Miro is kind of this horizontal tool, right? We see product managers use it for task tracking or to connect with developers for Jira tasks and issues. “Designers were really our early adopters,” Latour said. “But right now, I think that is shifting. “ The loss of a physical office equates to the loss of one centerpiece for group meetings, planning sessions and brainstorms.”Īs members of different departments, customers and consultants come together to strategize and jointly develop products and services, digital whiteboards serve as a common meeting space - a destination for hosting agile rituals and brainstorming sessions collating research findings and conducting diagramming exercises, retrospectives and design sprints. “ The loss of a physical office equates to the loss of one centerpiece for group meetings, planning sessions and brainstorms,” Latour said.īut the trend also reflects high rates of adoption by enterprise-level firms who are shifting to flatter, more web-like organizational structures as they undergo digital transformation, said Celeste Olivieri, head of product design at MURAL. The need for new ways to collaborate amid the COVID-19 pandemic is undoubtedly one factor contributing to the explosive growth of these tools. The collaborative whiteboard Miro - which two weeks ago launched its Live Embed API, allowing Microsoft Teams, Airtable, Atlassian and Notion users to bring Miro boards directly into their core user experiences - has a user base of six million people, with nearly one million active users weekly, according to Iris Latour, a customer insights lead at Miro.

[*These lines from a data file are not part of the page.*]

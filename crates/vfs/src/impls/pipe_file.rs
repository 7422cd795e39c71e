//! 匿名管道文件系统
//!
//! 每个管道是管道文件系统中的一个 Fifo Inode，节点操作持有共享的环形缓冲区。
//! 读端和写端是同一个 Inode 上的两次 open，各自得到一个 [`PipeEnd`] 文件操作对象。
//! 端点计数由 `open`/`on_clone` 增加、`close` 减少，用于检测对端是否已经全部关闭。

use alloc::collections::VecDeque;
use alloc::sync::Arc;
use core::any::Any;
use core::sync::atomic::{AtomicU64, AtomicUsize, Ordering};

use sync::SpinLock;
use uapi::fcntl::{F_GETPIPE_SZ, F_SETPIPE_SZ, OpenFlags};

use crate::config::PIPE_CAPACITY;
use crate::{DevId, FileMode, FileOps, FsError, Inode, InodeDesc, InodeId, InodeOps, InodeType};

/// 管道环形缓冲区
///
/// 容量默认 [`PIPE_CAPACITY`]（POSIX 最小 512 字节）。
struct PipeRingBuffer {
    buffer: VecDeque<u8>,
    capacity: usize,
}

impl PipeRingBuffer {
    const MIN_CAPACITY: usize = 4096;
    const MAX_CAPACITY: usize = 1048576;

    fn new(capacity: usize) -> Self {
        Self {
            buffer: VecDeque::new(),
            capacity,
        }
    }

    fn set_capacity(&mut self, new_capacity: usize) -> Result<(), FsError> {
        if !(Self::MIN_CAPACITY..=Self::MAX_CAPACITY).contains(&new_capacity) {
            return Err(FsError::InvalidArgument);
        }
        if new_capacity < self.buffer.len() {
            return Err(FsError::Busy);
        }
        self.capacity = new_capacity;
        Ok(())
    }

    /// 空管道返回 0
    fn read(&mut self, buf: &mut [u8]) -> usize {
        let nread = buf.len().min(self.buffer.len());
        for (dst, src) in buf.iter_mut().zip(self.buffer.drain(..nread)) {
            *dst = src;
        }
        nread
    }

    /// 满管道返回 0
    fn write(&mut self, buf: &[u8]) -> Result<usize, FsError> {
        let available = self.capacity - self.buffer.len();
        let nwrite = buf.len().min(available);
        self.buffer.try_reserve(nwrite)?;
        self.buffer.extend(&buf[..nwrite]);
        Ok(nwrite)
    }
}

/// 一个管道的共享状态
struct PipeShared {
    ring: SpinLock<PipeRingBuffer>,
    readers: AtomicUsize,
    writers: AtomicUsize,
}

impl PipeShared {
    fn attach(&self, readable: bool, writable: bool) {
        if readable {
            self.readers.fetch_add(1, Ordering::AcqRel);
        }
        if writable {
            self.writers.fetch_add(1, Ordering::AcqRel);
        }
    }

    fn detach(&self, readable: bool, writable: bool) {
        if readable {
            self.readers.fetch_sub(1, Ordering::AcqRel);
        }
        if writable {
            self.writers.fetch_sub(1, Ordering::AcqRel);
        }
    }
}

/// 管道文件系统：只负责分配管道 Inode
pub struct PipeFs {
    dev: DevId,
    next_index: AtomicU64,
}

impl PipeFs {
    pub(crate) fn new(dev: DevId) -> Self {
        Self {
            dev,
            next_index: AtomicU64::new(1),
        }
    }

    /// 管道文件系统的设备号
    pub fn dev(&self) -> DevId {
        self.dev
    }

    /// 分配一个新管道
    pub(crate) fn alloc(&self) -> (InodeId, InodeDesc) {
        let index = self.next_index.fetch_add(1, Ordering::Relaxed);
        let desc = InodeDesc {
            index,
            kind: InodeType::Fifo,
            mode: FileMode::S_IRUSR | FileMode::S_IWUSR,
            size: 0,
            ops: Arc::new(PipeNode::new(PIPE_CAPACITY)),
        };
        (InodeId::new(self.dev, index), desc)
    }
}

/// 管道 Inode 的节点操作
pub struct PipeNode {
    shared: Arc<PipeShared>,
}

impl PipeNode {
    fn new(capacity: usize) -> Self {
        Self {
            shared: Arc::new(PipeShared {
                ring: SpinLock::new(PipeRingBuffer::new(capacity)),
                readers: AtomicUsize::new(0),
                writers: AtomicUsize::new(0),
            }),
        }
    }

    /// 仍然打开的读端数量
    pub fn readers(&self) -> usize {
        self.shared.readers.load(Ordering::Acquire)
    }

    /// 仍然打开的写端数量
    pub fn writers(&self) -> usize {
        self.shared.writers.load(Ordering::Acquire)
    }

    /// 缓冲区中待读的字节数
    pub fn pending(&self) -> usize {
        self.shared.ring.lock().buffer.len()
    }
}

impl InodeOps for PipeNode {
    fn open(&self, _inode: &Inode, flags: OpenFlags) -> Result<Option<Arc<dyn FileOps>>, FsError> {
        let end = PipeEnd {
            shared: self.shared.clone(),
            readable: flags.readable(),
            writable: flags.writable(),
        };
        self.shared.attach(end.readable, end.writable);
        Ok(Some(Arc::new(end)))
    }

    fn as_any(&self) -> &dyn Any {
        self
    }
}

/// 管道端点
///
/// 特点:
/// - 流式设备，忽略读写位置
/// - 写端在没有读端时返回 [`FsError::BrokenPipe`]
/// - 不阻塞：空管道读返回 0，满管道写返回 0
pub struct PipeEnd {
    shared: Arc<PipeShared>,
    readable: bool,
    writable: bool,
}

impl FileOps for PipeEnd {
    fn read(&self, _offset: usize, buf: &mut [u8]) -> Result<usize, FsError> {
        if !self.readable {
            return Err(FsError::BadFileDescriptor);
        }
        Ok(self.shared.ring.lock().read(buf))
    }

    fn write(&self, _offset: usize, buf: &[u8]) -> Result<usize, FsError> {
        if !self.writable {
            return Err(FsError::BadFileDescriptor);
        }
        if self.shared.readers.load(Ordering::Acquire) == 0 {
            return Err(FsError::BrokenPipe);
        }
        self.shared.ring.lock().write(buf)
    }

    fn close(&self) {
        self.shared.detach(self.readable, self.writable);
    }

    fn on_clone(&self) -> Result<(), FsError> {
        self.shared.attach(self.readable, self.writable);
        Ok(())
    }

    fn ioctl(&self, request: u32, arg: usize) -> Result<isize, FsError> {
        match request {
            F_GETPIPE_SZ => Ok(self.shared.ring.lock().capacity as isize),
            F_SETPIPE_SZ => {
                self.shared.ring.lock().set_capacity(arg)?;
                Ok(arg as isize)
            }
            _ => Err(FsError::NotSupported),
        }
    }
}

#[cfg(test)]
mod tests {
    use super::*;

    #[test]
    fn test_ring_buffer_wraps_and_bounds() {
        let mut ring = PipeRingBuffer::new(4096);
        let data = [7u8; 5000];
        assert_eq!(ring.write(&data).unwrap(), 4096);
        assert_eq!(ring.write(b"x").unwrap(), 0);

        let mut out = [0u8; 100];
        assert_eq!(ring.read(&mut out), 100);
        assert!(out.iter().all(|&b| b == 7));
        assert_eq!(ring.write(b"abc").unwrap(), 3);
        assert_eq!(ring.buffer.len(), 3999);
    }

    #[test]
    fn test_ring_buffer_empty_read() {
        let mut ring = PipeRingBuffer::new(4096);
        let mut out = [0u8; 8];
        assert_eq!(ring.read(&mut out), 0);
    }

    #[test]
    fn test_set_capacity_limits() {
        let mut ring = PipeRingBuffer::new(4096);
        assert_eq!(ring.set_capacity(100), Err(FsError::InvalidArgument));
        assert_eq!(ring.set_capacity(2 * 1048576), Err(FsError::InvalidArgument));
        assert!(ring.set_capacity(8192).is_ok());
        assert_eq!(ring.capacity, 8192);
    }
}
//! 字符设备的文件级操作

use alloc::sync::Arc;

use sync::SpinLock;
use vfs::dev::{chrdev_major, major, mem_minor, minor};
use vfs::{FileOps, FsError};

use crate::ops::fs_ops;

/// 按设备号选出设备实现
pub(super) fn open_device(rdev: u64) -> Result<Arc<dyn FileOps>, FsError> {
    let ops: Arc<dyn FileOps> = match (major(rdev), minor(rdev)) {
        (chrdev_major::MEM, mem_minor::NULL) => Arc::new(NullDevice),
        (chrdev_major::MEM, mem_minor::ZERO) => Arc::new(ZeroDevice),
        (chrdev_major::MEM, mem_minor::RANDOM | mem_minor::URANDOM) => {
            Arc::new(RandomDevice::new())
        }
        (chrdev_major::CONSOLE, _) => Arc::new(ConsoleDevice),
        _ => return Err(FsError::NoDevice),
    };
    Ok(ops)
}

/// /dev/null：读到 EOF，写入全部丢弃
struct NullDevice;

impl FileOps for NullDevice {
    fn read(&self, _offset: usize, _buf: &mut [u8]) -> Result<usize, FsError> {
        Ok(0)
    }

    fn write(&self, _offset: usize, buf: &[u8]) -> Result<usize, FsError> {
        Ok(buf.len())
    }
}

/// /dev/zero：读出全零，写入全部丢弃
struct ZeroDevice;

impl FileOps for ZeroDevice {
    fn read(&self, _offset: usize, buf: &mut [u8]) -> Result<usize, FsError> {
        buf.fill(0);
        Ok(buf.len())
    }

    fn write(&self, _offset: usize, buf: &[u8]) -> Result<usize, FsError> {
        Ok(buf.len())
    }
}

/// /dev/random 与 /dev/urandom
///
/// 简单实现：线性同余发生器，固定种子，状态跟随打开的文件。
struct RandomDevice {
    seed: SpinLock<u32>,
}

impl RandomDevice {
    const SEED: u32 = 12345;

    fn new() -> Self {
        Self {
            seed: SpinLock::new(Self::SEED),
        }
    }
}

impl FileOps for RandomDevice {
    fn read(&self, _offset: usize, buf: &mut [u8]) -> Result<usize, FsError> {
        let mut seed = self.seed.lock();
        for byte in buf.iter_mut() {
            *seed = seed.wrapping_mul(1103515245).wrapping_add(12345);
            *byte = (*seed >> 16) as u8;
        }
        Ok(buf.len())
    }

    fn write(&self, _offset: usize, _buf: &[u8]) -> Result<usize, FsError> {
        Err(FsError::NoDevice)
    }
}

/// 控制台
///
/// 读取不阻塞：取走当前可用的输入，遇到换行即返回。
struct ConsoleDevice;

impl FileOps for ConsoleDevice {
    fn read(&self, _offset: usize, buf: &mut [u8]) -> Result<usize, FsError> {
        let mut count = 0;
        while count < buf.len() {
            let Some(ch) = fs_ops().console_getchar() else {
                break;
            };
            buf[count] = ch;
            count += 1;
            if ch == b'\n' {
                break;
            }
        }
        Ok(count)
    }

    fn write(&self, _offset: usize, buf: &[u8]) -> Result<usize, FsError> {
        match core::str::from_utf8(buf) {
            Ok(s) => fs_ops().console_write_str(s),
            Err(_) => buf.iter().for_each(|&c| fs_ops().console_putchar(c)),
        }
        Ok(buf.len())
    }
}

San Francisco-based MURAL reports that its visual collaboration workspace is used by 43 percent of Fortune Global 100 enterprises with, in some cases, up to 72,000 active members per month in a single firm.īilly Kiely, VP of product design at InVision, said that its digital product design and development platform is used by all Fortune 100 companies and has seven million users around the world InVision’s new virtual whiteboard tool, Freehand, has seen 130 percent growth in weekly active users since March.